START Records provided
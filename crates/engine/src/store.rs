//! `store result|success` targets.

use mdcommand_core::{DataPath, ResourceKey, Tag};
use tracing::debug;

use crate::args::Arguments;
use crate::context::ExecutionContext;
use crate::data::{DataAccessor, DataSourceKind};
use crate::error::{CommandError, CommandResult};
use crate::server::CommandServer;

#[derive(Debug, Clone, Copy, PartialEq, Eq)]
pub enum StoreMode {
    /// The command's raw result.
    Result,
    /// 1 on success, 0 otherwise.
    Success,
}

impl StoreMode {
    pub const ALL: [Self; 2] = [Self::Result, Self::Success];

    pub fn literal(self) -> &'static str {
        match self {
            Self::Result => "result",
            Self::Success => "success",
        }
    }

    pub fn value(self, success: bool, result: i32) -> i32 {
        match self {
            Self::Result => result,
            Self::Success => i32::from(success),
        }
    }
}

/// Numeric leaf type written by a data store.
#[derive(Debug, Clone, Copy, PartialEq, Eq)]
pub enum NumericType {
    Byte,
    Short,
    Int,
    Long,
    Float,
    Double,
}

impl NumericType {
    pub const ALL: [Self; 6] = [
        Self::Byte,
        Self::Short,
        Self::Int,
        Self::Long,
        Self::Float,
        Self::Double,
    ];

    pub fn literal(self) -> &'static str {
        match self {
            Self::Byte => "byte",
            Self::Short => "short",
            Self::Int => "int",
            Self::Long => "long",
            Self::Float => "float",
            Self::Double => "double",
        }
    }

    /// Tag holding `value * scale`, truncated toward zero for integer types.
    /// Narrow integers wrap through `i32` first.
    pub fn to_tag(self, value: i32, scale: f64) -> Tag {
        let scaled = f64::from(value) * scale;
        match self {
            Self::Byte => Tag::Byte(scaled as i32 as i8),
            Self::Short => Tag::Short(scaled as i32 as i16),
            Self::Int => Tag::Int(scaled as i32),
            Self::Long => Tag::Long(scaled as i64),
            Self::Float => Tag::Float(scaled as f32),
            Self::Double => Tag::Double(scaled),
        }
    }
}

#[derive(Debug, Clone, Copy, PartialEq, Eq)]
pub enum BossBarField {
    Value,
    Max,
}

impl BossBarField {
    pub fn literal(self) -> &'static str {
        match self {
            Self::Value => "value",
            Self::Max => "max",
        }
    }
}

/// A resolved destination.
#[derive(Debug, Clone, PartialEq)]
pub enum StoreTarget {
    Score {
        holders: Vec<String>,
        objective: String,
    },
    BossBar {
        id: ResourceKey,
        field: BossBarField,
    },
    Data {
        accessor: DataAccessor,
        path: DataPath,
        numeric: NumericType,
        scale: f64,
    },
}

/// Writes every completion it observes into its target.
#[derive(Debug, Clone, PartialEq)]
pub struct StoreCallback {
    pub mode: StoreMode,
    pub target: StoreTarget,
}

impl StoreCallback {
    pub fn apply(&self, server: &mut dyn CommandServer, success: bool, result: i32) {
        let value = self.mode.value(success, result);
        match &self.target {
            StoreTarget::Score { holders, objective } => {
                for holder in holders {
                    server.set_score(holder, objective, value);
                }
            }
            StoreTarget::BossBar { id, field } => match field {
                BossBarField::Value => server.set_boss_bar_value(id, value),
                BossBarField::Max => server.set_boss_bar_max(id, value),
            },
            StoreTarget::Data {
                accessor,
                path,
                numeric,
                scale,
            } => {
                // A vanished holder or an unwritable path leaves the chain running.
                if let Err(err) = write_data(server, accessor, path, numeric.to_tag(value, *scale)) {
                    debug!(%err, %path, "store into data skipped");
                }
            }
        }
    }
}

fn write_data(
    server: &mut dyn CommandServer,
    accessor: &DataAccessor,
    path: &DataPath,
    value: Tag,
) -> CommandResult<()> {
    let mut data = accessor.get_data(server)?;
    path.set(&mut data, value)?;
    accessor.set_data(server, data)
}

/// Which destination a graph branch binds.
#[derive(Debug, Clone, Copy, PartialEq, Eq)]
pub enum StoreTargetKind {
    Score,
    BossBar(BossBarField),
    Data {
        source: DataSourceKind,
        numeric: NumericType,
    },
}

impl StoreTargetKind {
    /// Resolve holders and accessors now; only the write waits for the
    /// completion.
    pub fn bind(
        self,
        mode: StoreMode,
        server: &mut dyn CommandServer,
        ctx: &ExecutionContext,
        args: &Arguments,
    ) -> CommandResult<StoreCallback> {
        let target = match self {
            Self::Score => {
                let holders = args.score_holder("targets")?.resolve(server, ctx)?;
                let objective = args.string("objective")?.clone();
                if !server.has_objective(&objective) {
                    return Err(CommandError::UnknownObjective(objective));
                }
                StoreTarget::Score { holders, objective }
            }
            Self::BossBar(field) => {
                let id = args.resource_key("id")?.clone();
                if !server.has_boss_bar(&id) {
                    return Err(CommandError::UnknownBossBar(id));
                }
                StoreTarget::BossBar { id, field }
            }
            Self::Data { source, numeric } => StoreTarget::Data {
                accessor: source.bind(args, "target")?.resolve(server, ctx)?,
                path: args.data_path("path")?.clone(),
                numeric,
                scale: args.double("scale")?,
            },
        };
        Ok(StoreCallback { mode, target })
    }
}
use mdcommand_core::{BlockPos, BlockState, Compound, DVec3, DimensionId, ResourceKey, Rotation};

use crate::context::{ExecutionContext, OutputSink};
use crate::entity::{EntityId, EntityRef};
use crate::error::CommandResult;
use crate::message::Message;
use crate::selector::EntitySelector;

/// Inputs available to an externally defined predicate.
#[derive(Debug, Clone, PartialEq)]
pub struct PredicateContext {
    pub dimension: DimensionId,
    pub origin: DVec3,
    pub this_entity: Option<EntityRef>,
}

/// Everything the engine needs from the game server.
///
/// The engine runs on the server's single command thread and calls these
/// methods inline; implementations mutate their state directly.
pub trait CommandServer {
    // Entities.

    /// Resolve a selector in selector-defined order.
    fn select_entities(
        &mut self,
        ctx: &ExecutionContext,
        selector: &EntitySelector,
    ) -> CommandResult<Vec<EntityRef>>;
    fn entity(&self, id: EntityId) -> Option<EntityRef>;
    fn entity_data(&self, id: EntityId) -> Option<Compound>;
    fn set_entity_data(&mut self, id: EntityId, data: Compound) -> CommandResult<()>;
    /// Returns false when the entity already had the tag.
    fn add_entity_tag(&mut self, id: EntityId, tag: &str) -> bool;
    /// Returns false when the entity did not have the tag.
    fn remove_entity_tag(&mut self, id: EntityId, tag: &str) -> bool;
    fn teleport_entity(
        &mut self,
        id: EntityId,
        dimension: DimensionId,
        position: DVec3,
        rotation: Rotation,
    ) -> CommandResult<()>;

    // Blocks.

    fn is_loaded(&self, dimension: DimensionId, pos: BlockPos) -> bool;
    /// `None` when the position is not loaded.
    fn block_state(&self, dimension: DimensionId, pos: BlockPos) -> Option<BlockState>;
    fn set_block_state(
        &mut self,
        dimension: DimensionId,
        pos: BlockPos,
        state: BlockState,
    ) -> CommandResult<()>;
    /// `None` when there is no block entity at the position.
    fn block_data(&self, dimension: DimensionId, pos: BlockPos) -> Option<Compound>;
    fn set_block_data(
        &mut self,
        dimension: DimensionId,
        pos: BlockPos,
        data: Compound,
    ) -> CommandResult<()>;

    // Command storage.

    /// Missing storages read as empty compounds.
    fn storage_data(&self, id: &ResourceKey) -> Compound;
    fn set_storage_data(&mut self, id: &ResourceKey, data: Compound);

    // Scoreboard.

    fn has_objective(&self, objective: &str) -> bool;
    fn add_objective(&mut self, objective: &str) -> CommandResult<()>;
    fn score(&self, holder: &str, objective: &str) -> Option<i32>;
    fn set_score(&mut self, holder: &str, objective: &str, value: i32);
    /// Every holder with at least one score.
    fn score_holders(&self) -> Vec<String>;

    // Boss bars.

    fn has_boss_bar(&self, id: &ResourceKey) -> bool;
    fn set_boss_bar_value(&mut self, id: &ResourceKey, value: i32);
    fn set_boss_bar_max(&mut self, id: &ResourceKey, max: i32);

    // Predicates.

    /// `None` when no predicate with this id exists.
    fn test_predicate(&mut self, id: &ResourceKey, ctx: &PredicateContext) -> Option<bool>;

    // Feedback.

    fn send_feedback(&mut self, sink: &OutputSink, message: &Message, broadcast_to_ops: bool);
    fn send_failure(&mut self, sink: &OutputSink, message: &Message);
    /// Chat line delivered to every player.
    fn broadcast(&mut self, message: &Message);
}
END Records provided
What this task involves:
Scan the material above for the string "position". Copy each line that holds it.

Result of this task:
        position: DVec3,
    /// `None` when the position is not loaded.
    /// `None` when there is no block entity at the position.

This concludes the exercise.